Action item: Please return all lines from the records below that include the string "expecting".

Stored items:

= = =

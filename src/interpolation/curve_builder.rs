use nalgebra::{DMatrix, DVector, Point3};

use crate::curve::{ControlPoint, NurbsCurve};
use crate::error::{NurbsError, Result};
use crate::knot::KnotVector;
use crate::misc::FloatingPoint;

use super::{InterpolationSystem, KnotStyle};

/// Builder of non-rational NURBS curves passing through a sequence of points
/// (global interpolation).
///
/// Each point gets a parameter from the [`KnotStyle`], the knot vector is averaged
/// from those parameters, and the control points solve `A P = Q` where row `k` of `A`
/// holds the basis functions evaluated at the `k`-th parameter.
///
/// # Example
/// ```
/// use nurbs_fit::prelude::*;
/// use nalgebra::Point3;
///
/// let points: Vec<Point3<f64>> = vec![
///     Point3::new(-1.0, -1.0, 0.),
///     Point3::new(1.0, -1.0, 0.),
///     Point3::new(1.0, 1.0, 0.),
///     Point3::new(-1.0, 1.0, 0.),
///     Point3::new(-1.0, 2.0, 0.),
/// ];
/// let (curve, params) = CurveBuilder::new(3).build_with_parameters(&points).unwrap();
/// for (point, u) in points.iter().zip(params) {
///     assert!((curve.point_at(u) - point).norm() < 1e-9);
/// }
/// ```
#[derive(Clone, Debug)]
pub struct CurveBuilder<T: FloatingPoint> {
    degree: usize,
    knot_style: KnotStyle,
    pivot_tolerance: T,
}

impl<T: FloatingPoint> CurveBuilder<T> {
    pub fn new(degree: usize) -> Self {
        Self {
            degree,
            knot_style: KnotStyle::default(),
            pivot_tolerance: T::default_epsilon(),
        }
    }

    pub fn with_knot_style(mut self, knot_style: KnotStyle) -> Self {
        self.knot_style = knot_style;
        self
    }

    /// LU pivots with a magnitude at or below the tolerance mark the system as singular
    pub fn with_pivot_tolerance(mut self, pivot_tolerance: T) -> Self {
        self.pivot_tolerance = pivot_tolerance;
        self
    }

    pub fn degree(&self) -> usize {
        self.degree
    }

    pub fn knot_style(&self) -> KnotStyle {
        self.knot_style
    }

    pub fn pivot_tolerance(&self) -> T {
        self.pivot_tolerance
    }

    /// Parameters assigned to the points, in the same order
    pub fn parameterize(&self, points: &[Point3<T>]) -> Result<Vec<T>> {
        self.validate(points)?;
        self.knot_style.parameterize(points)
    }

    /// Interpolate the points with a curve of the builder's degree
    /// # Failures
    /// - if the degree is zero or any coordinate is not finite
    /// - if there are not more points than the degree
    /// - if the points collapse onto each other so the system becomes singular
    pub fn build(&self, points: &[Point3<T>]) -> Result<NurbsCurve<T>> {
        self.build_with_parameters(points).map(|(curve, _)| curve)
    }

    /// Interpolate the points and return the curve with the parameter of each point
    pub fn build_with_parameters(&self, points: &[Point3<T>]) -> Result<(NurbsCurve<T>, Vec<T>)> {
        self.validate(points)?;

        let size = points.len();
        #[cfg(feature = "log")]
        log::debug!(
            "Interpolating {} points with degree {} ({:?} parameterization)",
            size,
            self.degree,
            self.knot_style
        );

        let params = self.knot_style.parameterize(points)?;
        let knots = KnotVector::try_averaging(&params, self.degree)?;
        #[cfg(feature = "log")]
        log::trace!("parameters: {:?}", params);
        #[cfg(feature = "log")]
        log::trace!("knots: {:?}", knots.as_slice());

        let system =
            InterpolationSystem::try_factorize(basis_matrix(&knots, &params), self.pivot_tolerance)?;

        let channels = (0..3)
            .map(|axis| {
                let b = DVector::from_iterator(size, points.iter().map(|p| p[axis]));
                system.solve(&b)
            })
            .collect::<Result<Vec<_>>>()?;

        let control_points = (0..size)
            .map(|i| {
                ControlPoint::from_point(Point3::new(
                    channels[0][i],
                    channels[1][i],
                    channels[2][i],
                ))
            })
            .collect();

        let curve = NurbsCurve::try_new(control_points, knots)?;
        #[cfg(feature = "log")]
        log::debug!(
            "Interpolated curve with {} control points and {} knots",
            curve.control_points().len(),
            curve.knots().len()
        );

        Ok((curve, params))
    }

    fn validate(&self, points: &[Point3<T>]) -> Result<()> {
        if self.degree == 0 {
            return Err(NurbsError::InvalidInput(
                "interpolation requires a degree of at least 1".to_string(),
            ));
        }

        if let Some(index) = points
            .iter()
            .position(|p| p.iter().any(|c| !c.is_finite()))
        {
            return Err(NurbsError::InvalidInput(format!(
                "point {} has a non-finite coordinate",
                index
            )));
        }

        if points.len() <= self.degree {
            return Err(NurbsError::SingularSystem {
                size: points.len(),
                reason: format!(
                    "degree {} requires at least {} points, got {}",
                    self.degree,
                    self.degree + 1,
                    points.len()
                ),
            });
        }

        Ok(())
    }
}

/// Square matrix whose row `i` holds the non-zero basis functions at `params[i]`,
/// placed at the columns `span - degree ..= span`
fn basis_matrix<T: FloatingPoint>(knots: &KnotVector<T>, params: &[T]) -> DMatrix<T> {
    let size = params.len();
    let degree = knots.degree();
    let mut matrix = DMatrix::zeros(size, size);
    for (i, u) in params.iter().enumerate() {
        let span = knots.find_span(*u);
        let basis = knots.basis_functions(span, *u);
        for (j, b) in basis.into_iter().enumerate() {
            matrix[(i, span - degree + j)] = b;
        }
    }
    matrix
}
use nalgebra::{convert, Point3};
use simba::scalar::SupersetOf;

use crate::error::{NurbsError, Result};
use crate::interpolation::Interpolation;
use crate::knot::KnotVector;
use crate::misc::{to_line_string, FloatingPoint};

use super::ControlPoint;

/// NURBS curve representation
/// By generics, it can be used with f32 or f64 scalar types
#[derive(Clone, Debug, PartialEq)]
pub struct NurbsCurve<T: FloatingPoint> {
    /// control points in euclidean form, each carrying its weight
    control_points: Vec<ControlPoint<T>>,
    /// knot vector for the NURBS curve, holding the degree
    /// the length of the knot vector is equal to the `# of control points + degree + 1`
    knots: KnotVector<T>,
}

impl<T: FloatingPoint> NurbsCurve<T> {
    /// Create a new NURBS curve
    /// # Failures
    /// - the number of knots is not equal to the number of control points + the degree + 1
    ///
    /// # Example
    /// ```
    /// use nurbs_fit::prelude::*;
    /// use nalgebra::Point3;
    ///
    /// let control_points: Vec<ControlPoint<f64>> = vec![
    ///     Point3::new(50., 50., 0.),
    ///     Point3::new(30., 370., 0.),
    ///     Point3::new(180., 350., 0.),
    ///     Point3::new(150., 100., 0.),
    ///     Point3::new(250., 50., 0.),
    /// ]
    /// .into_iter()
    /// .map(ControlPoint::from)
    /// .collect();
    /// let knots = KnotVector::try_new(vec![0., 0., 0., 0., 0.5, 1., 1., 1., 1.], 3).unwrap();
    /// let nurbs = NurbsCurve::try_new(control_points.clone(), knots);
    /// assert!(nurbs.is_ok());
    ///
    /// let knots = KnotVector::try_new(vec![0., 0., 0., 0., 1., 1., 1., 1.], 3).unwrap();
    /// assert!(NurbsCurve::try_new(control_points, knots).is_err());
    /// ```
    pub fn try_new(control_points: Vec<ControlPoint<T>>, knots: KnotVector<T>) -> Result<Self> {
        if knots.len() != knots.degree() + control_points.len() + 1 {
            return Err(NurbsError::MalformedCurve {
                knots: knots.len(),
                degree: knots.degree(),
                control_points: control_points.len(),
            });
        }

        Ok(Self {
            control_points,
            knots,
        })
    }

    /// Try to create an interpolated NURBS curve passing through the points
    /// Uses the centripetal parameterization, see [`crate::prelude::CurveBuilder`] for the other options.
    ///
    /// # Example
    /// ```
    /// use nurbs_fit::prelude::*;
    /// use nalgebra::Point3;
    ///
    /// let points: Vec<Point3<f64>> = vec![
    ///     Point3::new(-1.0, -1.0, 0.),
    ///     Point3::new(1.0, -1.0, 0.),
    ///     Point3::new(1.0, 1.0, 0.),
    ///     Point3::new(-1.0, 1.0, 0.),
    ///     Point3::new(-1.0, 2.0, 0.),
    ///     Point3::new(1.0, 2.5, 0.),
    /// ];
    /// let curve = NurbsCurve::try_interpolate(&points, 3).unwrap();
    ///
    /// // Check equality of the first and last points
    /// assert!((curve.point_at(0.) - points[0]).norm() < 1e-9);
    /// assert!((curve.point_at(1.) - points[5]).norm() < 1e-9);
    /// ```
    pub fn try_interpolate(points: &[Point3<T>], degree: usize) -> Result<Self> {
        <Self as Interpolation>::interpolate(points, degree)
    }

    pub fn degree(&self) -> usize {
        self.knots.degree()
    }

    pub fn knots(&self) -> &KnotVector<T> {
        &self.knots
    }

    pub fn control_points(&self) -> &[ControlPoint<T>] {
        &self.control_points
    }

    pub fn control_points_iter(&self) -> impl Iterator<Item = &ControlPoint<T>> {
        self.control_points.iter()
    }

    pub fn weights(&self) -> Vec<T> {
        self.control_points.iter().map(|p| p.weight()).collect()
    }

    pub fn knots_domain(&self) -> (T, T) {
        self.knots.domain()
    }

    pub fn is_clamped(&self) -> bool {
        self.knots.is_clamped()
    }

    /// Evaluate the curve at a given parameter
    ///
    /// Parameters whose knot span falls outside `[degree, n]` evaluate to the origin,
    /// as do points whose accumulated weight vanishes.
    pub fn point_at(&self, u: T) -> Point3<T> {
        *self.point(u).unweighted().coordinate()
    }

    /// Evaluate the curve at a given parameter to get a point in homogeneous form
    pub(crate) fn point(&self, u: T) -> ControlPoint<T> {
        let degree = self.degree();
        let span = self.knots.find_span(u);
        if span < degree || span > self.knots.n() {
            return ControlPoint::zero();
        }

        let basis = self.knots.basis_functions(span, u);
        self.control_points[span - degree..=span]
            .iter()
            .zip(basis)
            .fold(ControlPoint::zero(), |acc, (p, b)| acc + p.weighted() * b)
    }

    /// Sample the curve at `count` parameters evenly spaced over `[0, 1]`, both ends included
    /// # Failures
    /// - if `count` is less than 2
    pub fn try_sample(&self, count: usize) -> Result<Vec<Point3<T>>> {
        self.try_sample_regular_range(T::zero(), T::one(), count)
    }

    /// Sample the curve at a given number of points between the start and end parameters
    /// # Failures
    /// - if `count` is less than 2
    pub fn try_sample_regular_range(&self, start: T, end: T, count: usize) -> Result<Vec<Point3<T>>> {
        if count < 2 {
            return Err(NurbsError::InvalidInput(format!(
                "sampling requires at least 2 points, got {}",
                count
            )));
        }

        let last: T = convert((count - 1) as f64);
        Ok((0..count)
            .map(|i| {
                let t = convert::<f64, T>(i as f64) / last;
                self.point_at(start + (end - start) * t)
            })
            .collect())
    }

    /// Sample the curve into a planar `geo::LineString`, dropping the z coordinate
    pub fn try_sample_line_string(&self, count: usize) -> Result<geo::LineString<f64>> {
        self.try_sample(count).map(|points| to_line_string(&points))
    }

    /// Cast the curve to another floating point type
    pub fn cast<F: FloatingPoint + SupersetOf<T>>(&self) -> NurbsCurve<F> {
        NurbsCurve {
            control_points: self.control_points.iter().map(|p| p.cast()).collect(),
            knots: self.knots.cast(),
        }
    }
}

#[cfg(feature = "serde")]
impl<T> serde::Serialize for NurbsCurve<T>
where
    T: FloatingPoint + serde::Serialize,
{
    fn serialize<S>(&self, serializer: S) -> std::result::Result<S::Ok, S::Error>
    where
        S: serde::Serializer,
    {
        use serde::ser::SerializeStruct;
        let mut state = serializer.serialize_struct("NurbsCurve", 2)?;
        state.serialize_field("control_points", &self.control_points)?;
        state.serialize_field("knots", &self.knots)?;
        state.end()
    }
}

#[cfg(feature = "serde")]
impl<'de, T> serde::Deserialize<'de> for NurbsCurve<T>
where
    T: FloatingPoint + serde::Deserialize<'de>,
{
    fn deserialize<S>(deserializer: S) -> std::result::Result<Self, S::Error>
    where
        S: serde::Deserializer<'de>,
    {
        use serde::de::{self, MapAccess, Visitor};

        #[derive(Debug)]
        enum Field {
            ControlPoints,
            Knots,
        }

        impl<'de> serde::Deserialize<'de> for Field {
            fn deserialize<S>(deserializer: S) -> std::result::Result<Self, S::Error>
            where
                S: serde::Deserializer<'de>,
            {
                struct FieldVisitor;

                impl Visitor<'_> for FieldVisitor {
                    type Value = Field;

                    fn expecting(&self, formatter: &mut std::fmt::Formatter) -> std::fmt::Result {
                        formatter.write_str("`control_points` or `knots`")
                    }

                    fn visit_str<E>(self, value: &str) -> std::result::Result<Field, E>
                    where
                        E: de::Error,
                    {
                        match value {
                            "control_points" => Ok(Field::ControlPoints),
                            "knots" => Ok(Field::Knots),
                            _ => Err(de::Error::unknown_field(value, FIELDS)),
                        }
                    }
                }

                deserializer.deserialize_identifier(FieldVisitor)
            }
        }

        struct NurbsCurveVisitor<T>(std::marker::PhantomData<T>);

        impl<'de, T> Visitor<'de> for NurbsCurveVisitor<T>
        where
            T: FloatingPoint + serde::Deserialize<'de>,
        {
            type Value = NurbsCurve<T>;

            fn expecting(&self, formatter: &mut std::fmt::Formatter) -> std::fmt::Result {
                formatter.write_str("struct NurbsCurve")
            }

            fn visit_map<V>(self, mut map: V) -> std::result::Result<Self::Value, V::Error>
            where
                V: MapAccess<'de>,
            {
                let mut control_points: Option<Vec<ControlPoint<T>>> = None;
                let mut knots: Option<KnotVector<T>> = None;
                while let Some(key) = map.next_key()? {
                    match key {
                        Field::ControlPoints => {
                            if control_points.is_some() {
                                return Err(de::Error::duplicate_field("control_points"));
                            }
                            control_points = Some(map.next_value()?);
                        }
                        Field::Knots => {
                            if knots.is_some() {
                                return Err(de::Error::duplicate_field("knots"));
                            }
                            knots = Some(map.next_value()?);
                        }
                    }
                }

                let control_points =
                    control_points.ok_or_else(|| de::Error::missing_field("control_points"))?;
                let knots = knots.ok_or_else(|| de::Error::missing_field("knots"))?;
                NurbsCurve::try_new(control_points, knots).map_err(de::Error::custom)
            }
        }

        const FIELDS: &[&str] = &["control_points", "knots"];
        deserializer.deserialize_struct(
            "NurbsCurve",
            FIELDS,
            NurbsCurveVisitor::<T>(std::marker::PhantomData),
        )
    }
}
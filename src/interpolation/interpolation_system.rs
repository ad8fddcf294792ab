use nalgebra::linalg::LU;
use nalgebra::{DMatrix, DVector, Dyn};

use crate::error::{NurbsError, Result};
use crate::misc::FloatingPoint;

/// Square linear system `A x = b` factorized once with LU decomposition (partial pivoting)
/// so that several right-hand sides can be solved against the same matrix.
#[derive(Clone, Debug)]
pub struct InterpolationSystem<T: FloatingPoint> {
    lu: LU<T, Dyn, Dyn>,
    size: usize,
}

impl<T: FloatingPoint> InterpolationSystem<T> {
    /// Factorize the square `matrix`
    /// # Failures
    /// - if the matrix is not square
    /// - if a pivot of the factorization has a magnitude at or below `pivot_tolerance`
    pub fn try_factorize(matrix: DMatrix<T>, pivot_tolerance: T) -> Result<Self> {
        let size = matrix.nrows();
        if matrix.ncols() != size {
            return Err(NurbsError::InvalidInput(format!(
                "interpolation matrix must be square, got {}x{}",
                size,
                matrix.ncols()
            )));
        }

        let lu = matrix.lu();
        let u = lu.u();
        if let Some((index, pivot)) = u
            .diagonal()
            .iter()
            .enumerate()
            .find(|(_, pivot)| !(pivot.abs() > pivot_tolerance))
        {
            #[cfg(feature = "log")]
            log::warn!(
                "Singular {}x{} interpolation matrix, pivot {} is {}",
                size,
                size,
                index,
                pivot
            );
            return Err(NurbsError::SingularSystem {
                size,
                reason: format!(
                    "pivot {} has magnitude {} (tolerance {})",
                    index,
                    pivot.abs(),
                    pivot_tolerance
                ),
            });
        }

        Ok(Self { lu, size })
    }

    pub fn size(&self) -> usize {
        self.size
    }

    /// Solve for one right-hand side with forward and back substitution
    pub fn solve(&self, rhs: &DVector<T>) -> Result<DVector<T>> {
        if rhs.len() != self.size {
            return Err(NurbsError::InvalidInput(format!(
                "right-hand side has {} rows, expected {}",
                rhs.len(),
                self.size
            )));
        }

        self.lu.solve(rhs).ok_or_else(|| NurbsError::SingularSystem {
            size: self.size,
            reason: "back substitution failed".to_string(),
        })
    }
}

#[cfg(test)]
mod tests {
    use approx::assert_relative_eq;
    use nalgebra::{DMatrix, DVector};

    use super::InterpolationSystem;
    use crate::error::NurbsError;

    #[test]
    fn solves_several_right_hand_sides() {
        // first pivot is zero without row exchange
        let matrix = DMatrix::from_row_slice(3, 3, &[0., 2., 1., 1., 1., 0., 3., 0., 1.]);
        let system = InterpolationSystem::try_factorize(matrix.clone(), 1e-12).unwrap();
        assert_eq!(system.size(), 3);

        for x in [
            DVector::from_vec(vec![1., 2., 3.]),
            DVector::from_vec(vec![-4., 0.5, 7.]),
        ] {
            let b = &matrix * &x;
            let solved = system.solve(&b).unwrap();
            assert_relative_eq!(solved, x, epsilon = 1e-12);
        }
    }

    #[test]
    fn singular_matrix() {
        let matrix = DMatrix::from_row_slice(3, 3, &[1., 2., 3., 2., 4., 6., 0., 1., 1.]);
        let err = InterpolationSystem::try_factorize(matrix, 1e-12).unwrap_err();
        assert!(matches!(err, NurbsError::SingularSystem { size: 3, .. }));
    }

    #[test]
    fn non_square_matrix() {
        let matrix = DMatrix::<f64>::zeros(2, 3);
        let err = InterpolationSystem::try_factorize(matrix, 1e-12).unwrap_err();
        assert!(matches!(err, NurbsError::InvalidInput(_)));
    }

    #[test]
    fn mismatched_right_hand_side() {
        let system = InterpolationSystem::try_factorize(DMatrix::<f64>::identity(2, 2), 1e-12)
            .unwrap();
        let err = system.solve(&DVector::from_vec(vec![1., 2., 3.])).unwrap_err();
        assert!(matches!(err, NurbsError::InvalidInput(_)));
    }
}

= = =

Expected answer:
                    fn expecting(&self, formatter: &mut std::fmt::Formatter) -> std::fmt::Result {
            fn expecting(&self, formatter: &mut std::fmt::Formatter) -> std::fmt::Result {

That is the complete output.